Should he go? They didn't want him here. He could survive in the woods, of course—what else had he been doing his whole life? But the Bellinghams were his only gateway out of that life, into... he didn't know what. He couldn't go to college like Jonathan, couldn't become anything important. But Dr. Bellingham had said there were plenty of jobs. Road repair, well digging, wind-turbine tending. And when he could, Zed would build himself a cabin of his own. Did you have to buy the land first? From whom?

He knew nothing, nothing. His parents had let him grow up knowing nothing.

Still, a job and a cabin were a plan, and a reason to stay on at the Bellinghams'. And all those reasons, he knew, were the purest bullshit.
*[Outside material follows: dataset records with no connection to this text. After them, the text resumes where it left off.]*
//! Process-wide memo of loaded tables, keyed by file identity.
//!
//! A key combines the dataset kind, the canonical path and the file's
//! modification signature (mtime and length). Editing a file therefore
//! yields a new key and a fresh load; stale entries for the same path are
//! dropped when that happens. Entries can also be evicted by hand with
//! [`DatasetCache::invalidate`] and [`DatasetCache::clear`].

use log::debug;
use once_cell::sync::Lazy;
use rustc_hash::FxHashMap;
use std::fs;
use std::path::{Path, PathBuf};
use std::sync::{Arc, Mutex, MutexGuard, PoisonError};
use std::time::SystemTime;

use crate::core::error::{DashboardError, Result};
use crate::core::types::DatasetKind;
use crate::data::table::Table;

static GLOBAL_CACHE: Lazy<DatasetCache> = Lazy::new(DatasetCache::default);

/// Identity of one loaded file.
#[derive(Debug, Clone, PartialEq, Eq, Hash)]
pub struct CacheKey {
    pub kind: DatasetKind,
    pub path: PathBuf,
    pub modified: Option<SystemTime>,
    pub len: u64,
}

impl CacheKey {
    /// Build the key for `path` from its current metadata.
    pub fn for_file(kind: DatasetKind, path: &Path) -> Result<Self> {
        let canonical = fs::canonicalize(path)
            .map_err(|_| DashboardError::FileNotFound(path.display().to_string()))?;
        let metadata = fs::metadata(&canonical)?;

        Ok(Self {
            kind,
            path: canonical,
            modified: metadata.modified().ok(),
            len: metadata.len(),
        })
    }
}

/// Hit/miss counters, mostly useful for logging and tests.
#[derive(Debug, Clone, Copy, Default, PartialEq, Eq)]
pub struct CacheStats {
    pub hits: u64,
    pub misses: u64,
    pub entries: usize,
}

#[derive(Debug, Default)]
struct CacheState {
    entries: FxHashMap<CacheKey, Arc<Table>>,
    hits: u64,
    misses: u64,
}

#[derive(Debug, Default)]
pub struct DatasetCache {
    state: Mutex<CacheState>,
}

impl DatasetCache {
    pub fn new() -> Self {
        Self::default()
    }

    /// The cache shared by every render in this process
    pub fn global() -> &'static DatasetCache {
        &GLOBAL_CACHE
    }

    fn lock(&self) -> MutexGuard<'_, CacheState> {
        self.state.lock().unwrap_or_else(PoisonError::into_inner)
    }

    /// Return the cached table for `key`, or run `load` and remember its result.
    ///
    /// Failed loads are not cached.
    pub fn get_or_load<F>(&self, key: CacheKey, load: F) -> Result<Arc<Table>>
    where
        F: FnOnce() -> Result<Table>,
    {
        {
            let mut state = self.lock();
            if let Some(table) = state.entries.get(&key).cloned() {
                state.hits += 1;
                debug!("Cache hit for {} ({})", key.kind, key.path.display());
                return Ok(table);
            }
            state.misses += 1;
        }

        debug!("Cache miss for {} ({})", key.kind, key.path.display());
        let table = Arc::new(load()?);

        let mut state = self.lock();
        state
            .entries
            .retain(|existing, _| !(existing.kind == key.kind && existing.path == key.path));
        let table = state.entries.entry(key).or_insert(table).clone();
        Ok(table)
    }

    /// Drop every entry loaded from `path`. Returns how many were removed.
    pub fn invalidate(&self, path: &Path) -> usize {
        let target = fs::canonicalize(path).unwrap_or_else(|_| path.to_path_buf());
        let mut state = self.lock();
        let before = state.entries.len();
        state.entries.retain(|key, _| key.path != target);
        before - state.entries.len()
    }

    pub fn clear(&self) {
        self.lock().entries.clear();
    }

    pub fn len(&self) -> usize {
        self.lock().entries.len()
    }

    pub fn is_empty(&self) -> bool {
        self.len() == 0
    }

    pub fn stats(&self) -> CacheStats {
        let state = self.lock();
        CacheStats {
            hits: state.hits,
            misses: state.misses,
            entries: state.entries.len(),
        }
    }
}
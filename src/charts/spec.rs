//! Declarative chart descriptions.
//!
//! A [`ChartSpec`] serializes to a Vega-Lite document with inline data, so
//! any Vega-Lite runtime can draw it.

use serde::Serialize;
use serde_json::Value;

use crate::core::constants::charts;
use crate::core::error::Result;

#[derive(Debug, Clone, Copy, PartialEq, Eq, Serialize)]
#[serde(rename_all = "lowercase")]
pub enum MarkKind {
    Bar,
    Tick,
}

#[derive(Debug, Clone, PartialEq, Serialize)]
pub struct Mark {
    #[serde(rename = "type")]
    pub kind: MarkKind,
    #[serde(skip_serializing_if = "Option::is_none")]
    pub color: Option<String>,
    #[serde(skip_serializing_if = "Option::is_none")]
    pub size: Option<f64>,
    #[serde(skip_serializing_if = "Option::is_none")]
    pub thickness: Option<f64>,
}

impl Mark {
    pub fn new(kind: MarkKind) -> Self {
        Self {
            kind,
            color: None,
            size: None,
            thickness: None,
        }
    }

    pub fn color(mut self, color: &str) -> Self {
        self.color = Some(color.to_string());
        self
    }

    pub fn size(mut self, size: f64) -> Self {
        self.size = Some(size);
        self
    }

    pub fn thickness(mut self, thickness: f64) -> Self {
        self.thickness = Some(thickness);
        self
    }
}

#[derive(Debug, Clone, Copy, PartialEq, Eq, Serialize)]
#[serde(rename_all = "lowercase")]
pub enum FieldType {
    Quantitative,
    Nominal,
    Ordinal,
}

#[derive(Debug, Clone, Copy, PartialEq, Eq, Serialize)]
#[serde(rename_all = "lowercase")]
pub enum SortOrder {
    Ascending,
    Descending,
}

/// Order a discrete axis by another field
#[derive(Debug, Clone, PartialEq, Serialize)]
pub struct SortField {
    pub field: String,
    pub order: SortOrder,
}

#[derive(Debug, Clone, PartialEq, Serialize)]
pub struct Scale {
    pub domain: [f64; 2],
}

#[derive(Debug, Clone, PartialEq, Serialize)]
pub struct FieldDef {
    pub field: String,
    #[serde(rename = "type")]
    pub kind: FieldType,
    #[serde(skip_serializing_if = "Option::is_none")]
    pub title: Option<String>,
    #[serde(skip_serializing_if = "Option::is_none")]
    pub sort: Option<SortField>,
    #[serde(skip_serializing_if = "Option::is_none")]
    pub scale: Option<Scale>,
    #[serde(skip_serializing_if = "Option::is_none")]
    pub format: Option<String>,
}

impl FieldDef {
    pub fn new(field: &str, kind: FieldType) -> Self {
        Self {
            field: field.to_string(),
            kind,
            title: None,
            sort: None,
            scale: None,
            format: None,
        }
    }

    pub fn quantitative(field: &str) -> Self {
        Self::new(field, FieldType::Quantitative)
    }

    pub fn nominal(field: &str) -> Self {
        Self::new(field, FieldType::Nominal)
    }

    pub fn ordinal(field: &str) -> Self {
        Self::new(field, FieldType::Ordinal)
    }

    pub fn title(mut self, title: &str) -> Self {
        self.title = Some(title.to_string());
        self
    }

    pub fn sort_by(mut self, field: &str, order: SortOrder) -> Self {
        self.sort = Some(SortField {
            field: field.to_string(),
            order,
        });
        self
    }

    pub fn domain(mut self, low: f64, high: f64) -> Self {
        self.scale = Some(Scale {
            domain: [low, high],
        });
        self
    }

    pub fn format(mut self, format: &str) -> Self {
        self.format = Some(format.to_string());
        self
    }
}

#[derive(Debug, Clone, Default, PartialEq, Serialize)]
pub struct Encoding {
    #[serde(skip_serializing_if = "Option::is_none")]
    pub x: Option<FieldDef>,
    #[serde(skip_serializing_if = "Option::is_none")]
    pub x2: Option<FieldDef>,
    #[serde(rename = "xOffset", skip_serializing_if = "Option::is_none")]
    pub x_offset: Option<FieldDef>,
    #[serde(skip_serializing_if = "Option::is_none")]
    pub y: Option<FieldDef>,
    #[serde(skip_serializing_if = "Option::is_none")]
    pub color: Option<FieldDef>,
    #[serde(skip_serializing_if = "Vec::is_empty")]
    pub tooltip: Vec<FieldDef>,
}

#[derive(Debug, Clone, PartialEq, Serialize)]
pub struct Layer {
    pub mark: Mark,
    pub encoding: Encoding,
}

#[derive(Debug, Clone, Default, PartialEq, Serialize)]
pub struct InlineData {
    pub values: Vec<Value>,
}

#[derive(Debug, Clone, PartialEq, Serialize)]
pub struct ChartSpec {
    #[serde(rename = "$schema")]
    pub schema: String,
    pub width: String,
    pub height: u32,
    pub data: InlineData,
    pub layer: Vec<Layer>,
}

impl ChartSpec {
    /// Chart over `rows`, stretched to the width of its container
    pub fn new<T: Serialize>(rows: &[T], height: u32) -> Result<Self> {
        let values = rows
            .iter()
            .map(serde_json::to_value)
            .collect::<std::result::Result<Vec<_>, _>>()?;

        Ok(Self {
            schema: charts::VEGA_LITE_SCHEMA.to_string(),
            width: "container".to_string(),
            height,
            data: InlineData { values },
            layer: Vec::new(),
        })
    }

    pub fn with_layer(mut self, mark: Mark, encoding: Encoding) -> Self {
        self.layer.push(Layer { mark, encoding });
        self
    }

    pub fn rows(&self) -> &[Value] {
        &self.data.values
    }

    pub fn to_json(&self) -> Result<String> {
        Ok(serde_json::to_string(self)?)
    }
}

/// A table with display-ready cells and no index column.
#[derive(Debug, Clone, PartialEq, Serialize)]
pub struct StyledTable {
    pub columns: Vec<String>,
    pub rows: Vec<Vec<String>>,
    pub height: u32,
}
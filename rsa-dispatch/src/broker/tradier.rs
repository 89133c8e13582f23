//! Tradier REST adapter.
//!
//! Each credential set is a single bearer token. One token can own several
//! accounts; the profile endpoint returns either one account object or an
//! array, and positions come back as `"null"`, one object, or an array.

use anyhow::{anyhow, bail, Context, Result};
use async_trait::async_trait;
use serde::de::DeserializeOwned;
use serde::Deserialize;
use zeroize::Zeroizing;

use rsa_common::util::mask_string;
use rsa_common::BrokersConfig;

use super::{Broker, BrokerId, LoginContext};
use crate::order::OrderRequest;
use crate::reporter::Reporter;
use crate::session::{AccountRecord, BrokerSession, Holding, SubAccount};

/// Login handle stored on each Tradier sub-account.
pub struct TradierLogin {
    token: Zeroizing<String>,
}

impl TradierLogin {
    pub fn new(token: impl Into<String>) -> Self {
        Self {
            token: Zeroizing::new(token.into()),
        }
    }
}

// ============================================================================
// Wire types
// ============================================================================

#[derive(Debug, Deserialize)]
#[serde(untagged)]
enum OneOrMany<T> {
    One(T),
    Many(Vec<T>),
}

impl<T> OneOrMany<T> {
    fn into_vec(self) -> Vec<T> {
        match self {
            Self::One(item) => vec![item],
            Self::Many(items) => items,
        }
    }
}

#[derive(Debug, Deserialize)]
struct Fault {
    fault: FaultBody,
}

#[derive(Debug, Deserialize)]
struct FaultBody {
    faultstring: String,
}

#[derive(Debug, Deserialize)]
struct ProfileResponse {
    profile: Profile,
}

#[derive(Debug, Deserialize)]
struct Profile {
    account: OneOrMany<ProfileAccount>,
}

#[derive(Debug, Deserialize)]
struct ProfileAccount {
    account_number: String,
    #[serde(rename = "type")]
    account_type: Option<String>,
}

#[derive(Debug, Deserialize)]
struct BalancesResponse {
    balances: Balances,
}

#[derive(Debug, Deserialize)]
struct Balances {
    total_equity: f64,
}

#[derive(Debug, Deserialize)]
struct PositionsResponse {
    positions: Positions,
}

#[derive(Debug, Deserialize)]
#[serde(untagged)]
enum Positions {
    Held { position: OneOrMany<Position> },
    #[allow(dead_code)] // "null" when the account has no positions
    Empty(serde_json::Value),
}

#[derive(Debug, Deserialize)]
struct Position {
    symbol: String,
    quantity: f64,
}

#[derive(Debug, Deserialize)]
struct QuotesResponse {
    quotes: Quotes,
}

#[derive(Debug, Deserialize)]
struct Quotes {
    quote: Option<Quote>,
}

#[derive(Debug, Deserialize)]
struct Quote {
    last: Option<f64>,
}

#[derive(Debug, Deserialize)]
struct OrderResponse {
    order: Option<OrderStatus>,
    errors: Option<OrderErrors>,
}

#[derive(Debug, Deserialize)]
struct OrderStatus {
    status: Option<String>,
}

#[derive(Debug, Deserialize)]
struct OrderErrors {
    error: OneOrMany<String>,
}

// ============================================================================
// Adapter
// ============================================================================

/// Tradier brokerage over its public REST API.
pub struct TradierBroker {
    base_url: String,
    client: reqwest::Client,
}

impl TradierBroker {
    pub fn new(config: &BrokersConfig) -> Result<Self> {
        let client = reqwest::Client::builder()
            .timeout(config.request_timeout())
            .build()
            .context("Failed to build Tradier HTTP client")?;
        Ok(Self {
            base_url: config.tradier_base_url.trim_end_matches('/').to_string(),
            client,
        })
    }

    async fn get<T: DeserializeOwned>(
        &self,
        token: &str,
        endpoint: &str,
        query: &[(&str, &str)],
    ) -> Result<T> {
        let request = self
            .client
            .get(format!("{}/{endpoint}", self.base_url))
            .query(query);
        self.send(token, endpoint, request).await
    }

    async fn post<T: DeserializeOwned>(
        &self,
        token: &str,
        endpoint: &str,
        form: &[(&str, String)],
    ) -> Result<T> {
        let request = self
            .client
            .post(format!("{}/{endpoint}", self.base_url))
            .form(form);
        self.send(token, endpoint, request).await
    }

    async fn send<T: DeserializeOwned>(
        &self,
        token: &str,
        endpoint: &str,
        request: reqwest::RequestBuilder,
    ) -> Result<T> {
        let response = request
            .bearer_auth(token)
            .header(reqwest::header::ACCEPT, "application/json")
            .send()
            .await
            .with_context(|| format!("Tradier request to {endpoint} failed"))?;

        let status = response.status();
        if !status.is_success() {
            bail!("Tradier {endpoint} returned status {}", status.as_u16());
        }

        let body: serde_json::Value = response
            .json()
            .await
            .with_context(|| format!("Tradier {endpoint} returned invalid JSON"))?;
        if let Ok(fault) = serde_json::from_value::<Fault>(body.clone()) {
            bail!("Tradier {endpoint} fault: {}", fault.fault.faultstring);
        }
        serde_json::from_value(body)
            .with_context(|| format!("Unexpected Tradier {endpoint} response"))
    }

    async fn login(&self, key: &str, token: &str) -> Result<SubAccount> {
        let profile: ProfileResponse = self.get(token, "user/profile", &[]).await?;
        let accounts = profile.profile.account.into_vec();
        tracing::info!(broker = "tradier", key = %key, accounts = accounts.len(), "Tradier accounts found");

        let mut sub = SubAccount::new(key, TradierLogin::new(token));
        for account in accounts {
            let endpoint = format!("accounts/{}/balances", account.account_number);
            let balance = match self.get::<BalancesResponse>(token, &endpoint, &[]).await {
                Ok(b) => b.balances.total_equity,
                Err(e) => {
                    tracing::warn!(
                        broker = "tradier",
                        account = %mask_string(&account.account_number),
                        error = %e,
                        "Failed to fetch balance"
                    );
                    0.0
                }
            };
            let mut record = AccountRecord::new(account.account_number).with_balance(balance);
            record.account_type = account.account_type;
            sub.add_account(record);
        }
        Ok(sub)
    }

    async fn last_price(&self, token: &str, symbol: &str) -> Option<f64> {
        match self
            .get::<QuotesResponse>(
                token,
                "markets/quotes",
                &[("symbols", symbol), ("greeks", "false")],
            )
            .await
        {
            Ok(q) => q.quotes.quote.and_then(|q| q.last),
            Err(e) => {
                tracing::debug!(symbol = %symbol, error = %e, "No Tradier quote");
                None
            }
        }
    }

    async fn positions(&self, token: &str, account: &str) -> Result<Vec<Holding>> {
        let response: PositionsResponse = self
            .get(token, &format!("accounts/{account}/positions"), &[])
            .await?;
        let positions = match response.positions {
            Positions::Held { position } => position.into_vec(),
            Positions::Empty(_) => return Ok(Vec::new()),
        };

        let mut holdings = Vec::with_capacity(positions.len());
        for position in positions {
            let price = self.last_price(token, &position.symbol).await;
            holdings.push(Holding::new(position.symbol, position.quantity, price));
        }
        Ok(holdings)
    }

    async fn place_order(
        &self,
        token: &str,
        account: &str,
        order: &OrderRequest,
        symbol: &str,
        amount: f64,
    ) -> Result<String> {
        let form = [
            ("class", "equity".to_string()),
            ("symbol", symbol.to_string()),
            ("side", order.action().as_str().to_string()),
            ("quantity", amount.to_string()),
            ("type", "market".to_string()),
            ("duration", "day".to_string()),
        ];
        let response: OrderResponse = self
            .post(token, &format!("accounts/{account}/orders"), &form)
            .await?;

        if let Some(status) = response.order.and_then(|o| o.status) {
            return Ok(status);
        }
        match response.errors {
            Some(errors) => Err(anyhow!(errors.error.into_vec().join(". "))),
            None => Err(anyhow!("This order did not route")),
        }
    }
}

#[async_trait]
impl Broker for TradierBroker {
    fn id(&self) -> BrokerId {
        BrokerId::Tradier
    }

    async fn init(&self, ctx: &LoginContext) -> Result<Option<BrokerSession>> {
        if ctx.credentials.is_empty() {
            return Ok(None);
        }

        ctx.reporter.emit("Logging in to Tradier...");
        let mut session = BrokerSession::new(BrokerId::Tradier.display_name());
        for set in &ctx.credentials {
            let key = ctx.sub_account_key(set);
            let Some(token) = set.field(0) else {
                continue;
            };
            match self.login(&key, token).await {
                Ok(sub) => {
                    session.add_sub_account(sub);
                }
                Err(e) => {
                    tracing::warn!(broker = "tradier", key = %key, error = %e, "Login failed");
                    ctx.reporter.emit(format!("{key}: Error logging in: {e}"));
                }
            }
        }
        if session.logged_in_count() > 0 {
            ctx.reporter.emit("Logged in to Tradier!");
        }
        Ok(Some(session))
    }

    async fn holdings(&self, session: &mut BrokerSession, reporter: &Reporter) -> Result<()> {
        for sub in session.sub_accounts_mut() {
            let Some(login) = sub.handle::<TradierLogin>() else {
                bail!("{}: missing Tradier login handle", sub.key);
            };
            let token = login.token.clone();
            let key = sub.key.clone();
            for account in &mut sub.accounts {
                match self.positions(&token, &account.number).await {
                    Ok(holdings) => account.holdings = holdings,
                    Err(e) => reporter.emit(format!("{key}: Error getting holdings: {e}")),
                }
            }
        }
        Ok(())
    }

    async fn transact(
        &self,
        session: &mut BrokerSession,
        order: &OrderRequest,
        reporter: &Reporter,
    ) -> Result<()> {
        let amount = order
            .amount()
            .ok_or_else(|| anyhow!("Tradier transaction without an amount"))?;
        let action = order.action();

        for symbol in order.symbols() {
            for sub in session.sub_accounts() {
                reporter.emit(format!("{}: {action}ing {amount} of {symbol}", sub.key));
                let Some(login) = sub.handle::<TradierLogin>() else {
                    bail!("{}: missing Tradier login handle", sub.key);
                };

                for account in &sub.accounts {
                    let masked = mask_string(&account.number);
                    if order.is_fractional() {
                        reporter.emit(format!(
                            "Tradier account {masked} Error: Fractional share {amount} not supported"
                        ));
                        continue;
                    }
                    if order.dry_run() {
                        reporter.emit(format!(
                            "Tradier account {masked}: Running in DRY mode. Transaction would've been: {action} {amount} of {symbol}"
                        ));
                        continue;
                    }
                    match self
                        .place_order(&login.token, &account.number, order, symbol, amount)
                        .await
                    {
                        Ok(status) => reporter.emit(format!(
                            "Tradier account {masked}: {action} {amount} of {symbol}: {status}"
                        )),
                        Err(e) => reporter.emit(format!("Tradier account {masked} Error: {e}")),
                    }
                }
            }
        }
        Ok(())
    }
}

// ============================================================================
// Tests
// ============================================================================
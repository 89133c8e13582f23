//! Order request model.
//!
//! An [`OrderRequest`] is the normalized form of whatever the user typed.
//! It is built by the command parser, validated once before any broker
//! is contacted and once more per broker after login.

use serde::{Deserialize, Serialize};
use std::collections::BTreeSet;
use std::fmt;
use thiserror::Error;

use crate::broker::BrokerId;

/// What the request asks every broker to do.
#[derive(Debug, Clone, Copy, PartialEq, Eq, Serialize, Deserialize)]
#[serde(rename_all = "lowercase")]
pub enum Action {
    Buy,
    Sell,
    Holdings,
}

impl Action {
    pub const fn as_str(&self) -> &'static str {
        match self {
            Self::Buy => "buy",
            Self::Sell => "sell",
            Self::Holdings => "holdings",
        }
    }

    pub const fn is_trade(&self) -> bool {
        matches!(self, Self::Buy | Self::Sell)
    }
}

impl fmt::Display for Action {
    fn fmt(&self, f: &mut fmt::Formatter<'_>) -> fmt::Result {
        f.write_str(self.as_str())
    }
}

/// Order validation failure.
#[derive(Debug, Clone, PartialEq, Error)]
pub enum OrderError {
    #[error("No brokers to run")]
    NoBrokers,

    #[error("Amount is required for {0} orders")]
    MissingAmount(Action),

    #[error("Amount must be a positive number, got {0}")]
    InvalidAmount(f64),

    #[error("At least one symbol is required for {0} orders")]
    NoSymbols(Action),

    #[error("{0} not logged in, skipping...")]
    NotLoggedIn(String),
}

/// A normalized user request.
#[derive(Debug, Clone, PartialEq, Serialize, Deserialize)]
pub struct OrderRequest {
    action: Action,
    /// Quantity per symbol per account (trades only)
    amount: Option<f64>,
    /// Upper-cased tickers in request order
    symbols: Vec<String>,
    /// Target brokers in insertion order, no duplicates
    brokers: Vec<BrokerId>,
    /// Subtracted right before each broker runs
    excluded: BTreeSet<BrokerId>,
    /// Real orders are only placed when this is false
    dry_run: bool,
}

impl OrderRequest {
    /// Create an empty request. Dry run is on until explicitly disabled.
    pub fn new(action: Action) -> Self {
        Self {
            action,
            amount: None,
            symbols: Vec::new(),
            brokers: Vec::new(),
            excluded: BTreeSet::new(),
            dry_run: true,
        }
    }

    /// Create a holdings request for the given brokers.
    pub fn holdings(brokers: impl IntoIterator<Item = BrokerId>) -> Self {
        let mut order = Self::new(Action::Holdings);
        order.add_brokers(brokers);
        order
    }

    /// Create a trade request.
    pub fn trade(
        action: Action,
        amount: f64,
        symbols: impl IntoIterator<Item = impl AsRef<str>>,
        brokers: impl IntoIterator<Item = BrokerId>,
    ) -> Self {
        let mut order = Self::new(action);
        order.set_amount(amount);
        for symbol in symbols {
            order.add_symbol(symbol.as_ref());
        }
        order.add_brokers(brokers);
        order
    }

    pub fn action(&self) -> Action {
        self.action
    }

    pub fn amount(&self) -> Option<f64> {
        self.amount
    }

    pub fn symbols(&self) -> &[String] {
        &self.symbols
    }

    pub fn brokers(&self) -> &[BrokerId] {
        &self.brokers
    }

    pub fn excluded(&self) -> &BTreeSet<BrokerId> {
        &self.excluded
    }

    pub fn dry_run(&self) -> bool {
        self.dry_run
    }

    pub fn set_amount(&mut self, amount: f64) {
        self.amount = Some(amount);
    }

    pub fn set_dry_run(&mut self, dry_run: bool) {
        self.dry_run = dry_run;
    }

    /// Add a ticker, upper-cased.
    pub fn add_symbol(&mut self, symbol: &str) {
        let symbol = symbol.trim().to_uppercase();
        if !symbol.is_empty() {
            self.symbols.push(symbol);
        }
    }

    /// Add a broker, keeping first-insertion order.
    pub fn add_broker(&mut self, broker: BrokerId) {
        if !self.brokers.contains(&broker) {
            self.brokers.push(broker);
        }
    }

    pub fn add_brokers(&mut self, brokers: impl IntoIterator<Item = BrokerId>) {
        for broker in brokers {
            self.add_broker(broker);
        }
    }

    pub fn exclude(&mut self, broker: BrokerId) {
        self.excluded.insert(broker);
    }

    pub fn is_excluded(&self, broker: BrokerId) -> bool {
        self.excluded.contains(&broker)
    }

    /// Whether the amount has a fractional part.
    pub fn is_fractional(&self) -> bool {
        self.amount.is_some_and(|a| a.fract() != 0.0)
    }

    /// Checks run before any broker is contacted.
    pub fn validate_pre_login(&self) -> Result<(), OrderError> {
        if self.brokers.is_empty() {
            return Err(OrderError::NoBrokers);
        }
        if self.action.is_trade() {
            match self.amount {
                None => return Err(OrderError::MissingAmount(self.action)),
                Some(a) if !a.is_finite() || a <= 0.0 => {
                    return Err(OrderError::InvalidAmount(a))
                }
                Some(_) => {}
            }
            if self.symbols.is_empty() {
                return Err(OrderError::NoSymbols(self.action));
            }
        }
        Ok(())
    }

    /// Checks run after a broker login, before its action.
    pub fn validate_post_login(
        &self,
        broker_name: &str,
        logged_in_accounts: usize,
    ) -> Result<(), OrderError> {
        if self.brokers.is_empty() {
            return Err(OrderError::NoBrokers);
        }
        if logged_in_accounts == 0 {
            return Err(OrderError::NotLoggedIn(broker_name.to_string()));
        }
        Ok(())
    }

    /// Multi-line confirmation text shown before real orders are placed.
    pub fn summary(&self) -> String {
        let mut lines = vec![format!("Action: {}", self.action)];
        if self.action.is_trade() {
            lines.push(format!(
                "Amount: {}",
                self.amount.map_or_else(|| "None".to_string(), |a| a.to_string())
            ));
            lines.push(format!(
                "Stock: {}",
                join_or_none(self.symbols.iter().map(String::as_str))
            ));
        }
        lines.push(format!(
            "Brokers: {}",
            join_or_none(self.brokers.iter().map(BrokerId::as_str))
        ));
        lines.push(format!(
            "Not Brokers: {}",
            join_or_none(self.excluded.iter().map(BrokerId::as_str))
        ));
        lines.push(format!("DRY: {}", self.dry_run));
        lines.join("\n")
    }
}

fn join_or_none<'a>(items: impl Iterator<Item = &'a str>) -> String {
    let items: Vec<&str> = items.collect();
    if items.is_empty() {
        "None".to_string()
    } else {
        items.join(", ")
    }
}

impl fmt::Display for OrderRequest {
    fn fmt(&self, f: &mut fmt::Formatter<'_>) -> fmt::Result {
        match self.amount {
            Some(amount) if self.action.is_trade() => write!(
                f,
                "{} {} {}",
                self.action,
                amount,
                self.symbols.join(",")
            ),
            _ => write!(f, "{}", self.action),
        }
    }
}

// ============================================================================
// Tests
// ============================================================================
He used the toilet (where did the shit go? The Larches had a privy) and washed himself with rusty water from what must be a seldom-used sink. All the while Zed practically groaned with desire. Images of Isobel filled his mind so completely that it took enormous concentration to pull his belongings from his soiled pillowcase and put them away in the chest, to check his rifle as he had done every night for five years, to lie under the musty quilt, his big body filling the narrow bed and making the old springs groan. Masturbation did not help. Exhausted, he nonetheless could not sleep.

But he must have, because the room was colder and the moon had moved, no longer shedding silver light through the window, when Zed woke to a hand on his shoulder.

His reflexes had been honed by nights in the woods. In a millisecond he was on his feet, rifle in hand, moving to keep the wall at his back. All reflexes failed him the moment he heard Isobel's voice, "Hey, don't shoot, Primitive Boy. That's not the kind of violence I want."

As his eyes adjusted, he made out her outline, and was she... naked? Was that possible?

It was. Zed's erection swelled at the same moment that she moved to press against him and her lips found his. After that, he lost all awareness, or maybe just all later memory of an awareness so heightened that he didn't know where she ended and he started. He came to himself on the bed, Isobel on top of him, her long hair dripping into his mouth, her voice in the darkness both scornful and amused.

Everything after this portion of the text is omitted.